TeamViewer has warned users that a breach may have occurred, but has reassured that it appears no company or customer data was affected.
A statement on the TeamViewer Trust Center site said that on June 26, the company discovered an “irregularity” in the company’s internal corporate IT environment that it attributed to the infamous cybercrime gang APT29/Midnight Blizzard.
“Based on the current investigation findings, the attack was limited to the company’s IT environment and there is no evidence that the attacker gained access to our product environment or customer data,” the company said.
Significant compromise
The remote access giant said it had activated its response team and procedures, brought in external cybersecurity experts to assist with the issue and “implemented the necessary remediation measures.”

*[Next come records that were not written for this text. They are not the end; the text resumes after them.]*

//! `len`, `keys`, `values`, `push`/`pop`/`shift`/`unshift`, `sort` (spec §4.4).

use std::sync::Arc;

use super::define_host;
use crate::env::EnvHandle;
use crate::error::{EvalResult, RuntimeErrorKind};
use crate::eval::Evaluator;
use crate::function::ArgMap;
use crate::value::Value;

pub(super) fn install(env: &EnvHandle) {
    define_host(env, "len", Arc::new(len));
    define_host(env, "keys", Arc::new(keys));
    define_host(env, "values", Arc::new(values));
    define_host(env, "push", Arc::new(push));
    define_host(env, "pop", Arc::new(pop));
    define_host(env, "shift", Arc::new(shift));
    define_host(env, "unshift", Arc::new(unshift));
    define_host(env, "sort", Arc::new(sort));
    define_host(env, "deep_copy", Arc::new(deep_copy));
}

fn len(eval: &mut Evaluator, args: &ArgMap) -> EvalResult<Value> {
    match args.pos(0) {
        None | Some(Value::Nil) => Ok(Value::Number(0.0)),
        Some(Value::Array(a)) => Ok(Value::Number(a.lock().unwrap().len() as f64)),
        Some(Value::Object(o)) => Ok(Value::Number(o.lock().unwrap().len() as f64)),
        Some(Value::String(s)) => Ok(Value::Number(s.len() as f64)),
        Some(other) => Err(eval.runtime_error(
            RuntimeErrorKind::TypeMismatch,
            format!("len() does not apply to {}", other.type_name()),
            eval.call_position,
        )),
    }
}

fn keys(eval: &mut Evaluator, args: &ArgMap) -> EvalResult<Value> {
    match args.pos(0) {
        Some(Value::Object(o)) => Ok(Value::array(o.lock().unwrap().keys().map(|k| Value::string(k.as_str())).collect())),
        other => type_error(eval, "keys", other),
    }
}

fn values(eval: &mut Evaluator, args: &ArgMap) -> EvalResult<Value> {
    match args.pos(0) {
        Some(Value::Object(o)) => Ok(Value::array(o.lock().unwrap().values().cloned().collect())),
        other => type_error(eval, "values", other),
    }
}

fn push(eval: &mut Evaluator, args: &ArgMap) -> EvalResult<Value> {
    match args.pos(0) {
        Some(Value::Array(a)) => {
            let item = args.pos(1).cloned().unwrap_or(Value::Nil);
            let mut items = a.lock().unwrap();
            items.push(item);
            Ok(Value::Number(items.len() as f64))
        }
        other => type_error(eval, "push", other),
    }
}

fn pop(eval: &mut Evaluator, args: &ArgMap) -> EvalResult<Value> {
    match args.pos(0) {
        Some(Value::Array(a)) => Ok(a.lock().unwrap().pop().unwrap_or(Value::Nil)),
        other => type_error(eval, "pop", other),
    }
}

fn shift(eval: &mut Evaluator, args: &ArgMap) -> EvalResult<Value> {
    match args.pos(0) {
        Some(Value::Array(a)) => {
            let mut items = a.lock().unwrap();
            if items.is_empty() {
                Ok(Value::Nil)
            } else {
                Ok(items.remove(0))
            }
        }
        other => type_error(eval, "shift", other),
    }
}

fn unshift(eval: &mut Evaluator, args: &ArgMap) -> EvalResult<Value> {
    match args.pos(0) {
        Some(Value::Array(a)) => {
            let item = args.pos(1).cloned().unwrap_or(Value::Nil);
            let mut items = a.lock().unwrap();
            items.insert(0, item);
            Ok(Value::Number(items.len() as f64))
        }
        other => type_error(eval, "unshift", other),
    }
}

/// Returns a new sorted array; with a comparator `cmp(a, b)`, its
/// truthiness means "a < b" (spec §4.4).
fn sort(eval: &mut Evaluator, args: &ArgMap) -> EvalResult<Value> {
    let Some(Value::Array(a)) = args.pos(0) else { return type_error(eval, "sort", args.pos(0)) };
    let mut items = a.lock().unwrap().clone();
    if let Some(Value::Function(f)) = args.pos(1).cloned() {
        // Insertion sort: only needs a "less than" truthiness test, no
        // total-order trait bound on Value, and the arrays this targets
        // are short (operational-automation data, not bulk datasets).
        for i in 1..items.len() {
            let mut j = i;
            while j > 0 {
                let less = eval
                    .call_function(f.clone(), vec![items[j].clone(), items[j - 1].clone()], ahash::AHashMap::new(), None, eval.call_position)?
                    .is_truthy();
                if less {
                    items.swap(j, j - 1);
                    j -= 1;
                } else {
                    break;
                }
            }
        }
    } else {
        items.sort_by(|a, b| default_order(a, b));
    }
    Ok(Value::array(items))
}

fn default_order(a: &Value, b: &Value) -> std::cmp::Ordering {
    match (a, b) {
        (Value::Number(x), Value::Number(y)) => x.partial_cmp(y).unwrap_or(std::cmp::Ordering::Equal),
        (Value::String(x), Value::String(y)) => x.cmp(y),
        _ => std::cmp::Ordering::Equal,
    }
}

/// Recursive copy of arrays/objects with functions stripped (spec §4.4).
fn deep_copy(_eval: &mut Evaluator, args: &ArgMap) -> EvalResult<Value> {
    Ok(args.pos(0).map(Value::deep_copy).unwrap_or(Value::Nil))
}

fn type_error(eval: &Evaluator, fn_name: &str, value: Option<&Value>) -> EvalResult<Value> {
    let found = value.map_or("nil", Value::type_name);
    Err(eval.runtime_error(RuntimeErrorKind::TypeMismatch, format!("{fn_name}() does not apply to {found}"), eval.call_position))
}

“Following the best-practice architecture, we have implemented a strong separation of the corporate IT, the production environment and the TeamViewer connectivity platform,” it added.
“This means that we keep all servers, networks and accounts strictly separated to prevent unauthorized access and lateral movement between different environments. This separation is one of multiple layers of protection in our ‘defense in depth’ approach.”
At the same time, other security companies are picking up on the attack and sharing more details. As noted by The registerNCC Group Global is warning its customers about an advanced persistent threat (APT) that is causing a “significant breach of the TeamViewer remote access and support platform.”
At the same time, the U.S. Health Information Sharing and Analysis Center (H-ISAC) says hackers are “actively abusing” TeamViewer, researchers at Emsisoft found. H-ISAC users should closely monitor their remote desktop protocol for unusual traffic, the organization said.
For its part, TeamViewer noted that “safety is of the utmost importance to us, it is deeply ingrained in our DNA. That is why we are committed to transparent communication to stakeholders.”
For the uninitiated, APT29 is also known as Cozy Bear and is considered a Russian state-sponsored threat actor. It is best known for an attack on Microsoft that allowed it to steal emails from the accounts of officials working at various US federal agencies.